L'implantation graduelle de la monnaie papier en Angleterre,
au Canada et aux États-Unis, particulièrement durant
l'époque coloniale dans ces deux derniers cas, trouve un écho en
Afrique de l'Ouest, où l'utilisation du franc CFA constitue un autre
exemple de convergence vers une monnaie commune. Il faut avant tout noter que
l'histoire de la monnaie africaine en générale et ouest-africaine
en particulier est relativement récente. Avant la colonisation,
plusieurs types de moyens de paiement eurent cours en Afrique, soit
principalement le cauris et le bloc de sel, mais également l'or, les
bandes d'étoffe, le cuivre et le fer. Ce n'est qu'en 1820 qu'un premier
pays africain, en l'occurrence, le Sénégal, introduisit des
pièces de monnaie pour la première fois.
Georges Israël, Histoire de l'Union monétaire
ouest-africaine, t. 1, Paris, 2000, p. 137-138.
À la suite de l'abolition de l'esclavage dans les
colonies françaises africaines en 1848, le gouvernement français
a institué la première banque coloniale française
d'Afrique de l'Ouest en 1853, soit la Banque du Sénégal. Celle-ci
fut fondée pour indemniser les anciens propriétaires d'esclaves,
les aider à payer la main-d'oeuvre et à adapter leurs
activités commerciales. Plus généralement, l'objectif
était de stimuler l'économie et de faciliter le crédit
à ces colons. Cette banque ainsi que les autres banques coloniales
françaises qui lui ont succédé se virent octroyer un
privilège exclusif d'émission de la monnaie.
Ce privilège d'émission est
caractéristique de la colonisation française.

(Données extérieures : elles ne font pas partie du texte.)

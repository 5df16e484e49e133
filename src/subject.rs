use chrono::NaiveDate;
use serde::{Deserialize, Serialize};

/// A unit of study material that needs a fixed number of hours.
#[derive(Debug, Clone, PartialEq, Serialize, Deserialize)]
#[serde(rename_all = "camelCase")]
pub struct Topic {
    pub id: String,
    pub name: String,
    /// Total study hours the topic needs. Positive for any topic accepted by the registry.
    pub hours_needed: f64,
}

impl Topic {
    pub fn new(id: impl Into<String>, name: impl Into<String>, hours_needed: f64) -> Self {
        Self {
            id: id.into(),
            name: name.into(),
            hours_needed,
        }
    }
}

/// A course or exam area with a deadline and an ordered list of topics.
#[derive(Debug, Clone, PartialEq, Serialize, Deserialize)]
#[serde(rename_all = "camelCase")]
pub struct Subject {
    pub id: String,
    pub name: String,
    pub exam_date: NaiveDate,
    #[serde(default)]
    pub topics: Vec<Topic>,
    /// Display tag copied onto every session generated for this subject.
    pub color: String,
}

impl Subject {
    pub fn new(
        id: impl Into<String>,
        name: impl Into<String>,
        exam_date: NaiveDate,
        color: impl Into<String>,
    ) -> Self {
        Self {
            id: id.into(),
            name: name.into(),
            exam_date,
            topics: Vec::new(),
            color: color.into(),
        }
    }

    pub fn with_topic(mut self, topic: Topic) -> Self {
        self.topics.push(topic);
        self
    }

    pub fn find_topic(&self, topic_id: &str) -> Option<&Topic> {
        self.topics.iter().find(|topic| topic.id == topic_id)
    }

    /// Signed number of days from `today` to the exam. Negative once the exam has passed.
    pub fn days_until_exam(&self, today: NaiveDate) -> i64 {
        (self.exam_date - today).num_days()
    }

    pub fn total_hours_needed(&self) -> f64 {
        self.topics.iter().map(|topic| topic.hours_needed).sum()
    }
}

Décret du 29 juillet 1901. Pdf
La Banque de l'Afrique Occidentale prit la relève de la
Banque du Sénégal et des autres pays ouest-africains en 1901, et
ses pouvoirs s'étendirent à tous les territoires qui
constituaient l'Afrique occidentale française et l'Afrique
équatoriale française. La monnaie commune devint le franc CFA en
1945, alors créé par la France comme instrument de sa politique
économique pour ses colonies africaines lorsqu'elle ratifia les accords
de Bretton Woods. Le franc CFA était alors convertible à
parité fixe avec le franc français. La Banque de l'Afrique
Occidentale perdit son privilège d'émission de la monnaie en 1955
lorsqu'elle fut remplacée par l'Institut d'émission de l'Afrique
occidentale française et du Togo. Cet institut adopta la
dénomination de Banque Centrale des États de l'Afrique de l'Ouest
(BCEAO) en 1959. La BCEAO demeura en fonction lorsque l'Union Monétaire
Ouest-Africaine (UMOA) fut créée en 1962. D'autres pays se
joignirent à ces organismes régionaux au fil des ans.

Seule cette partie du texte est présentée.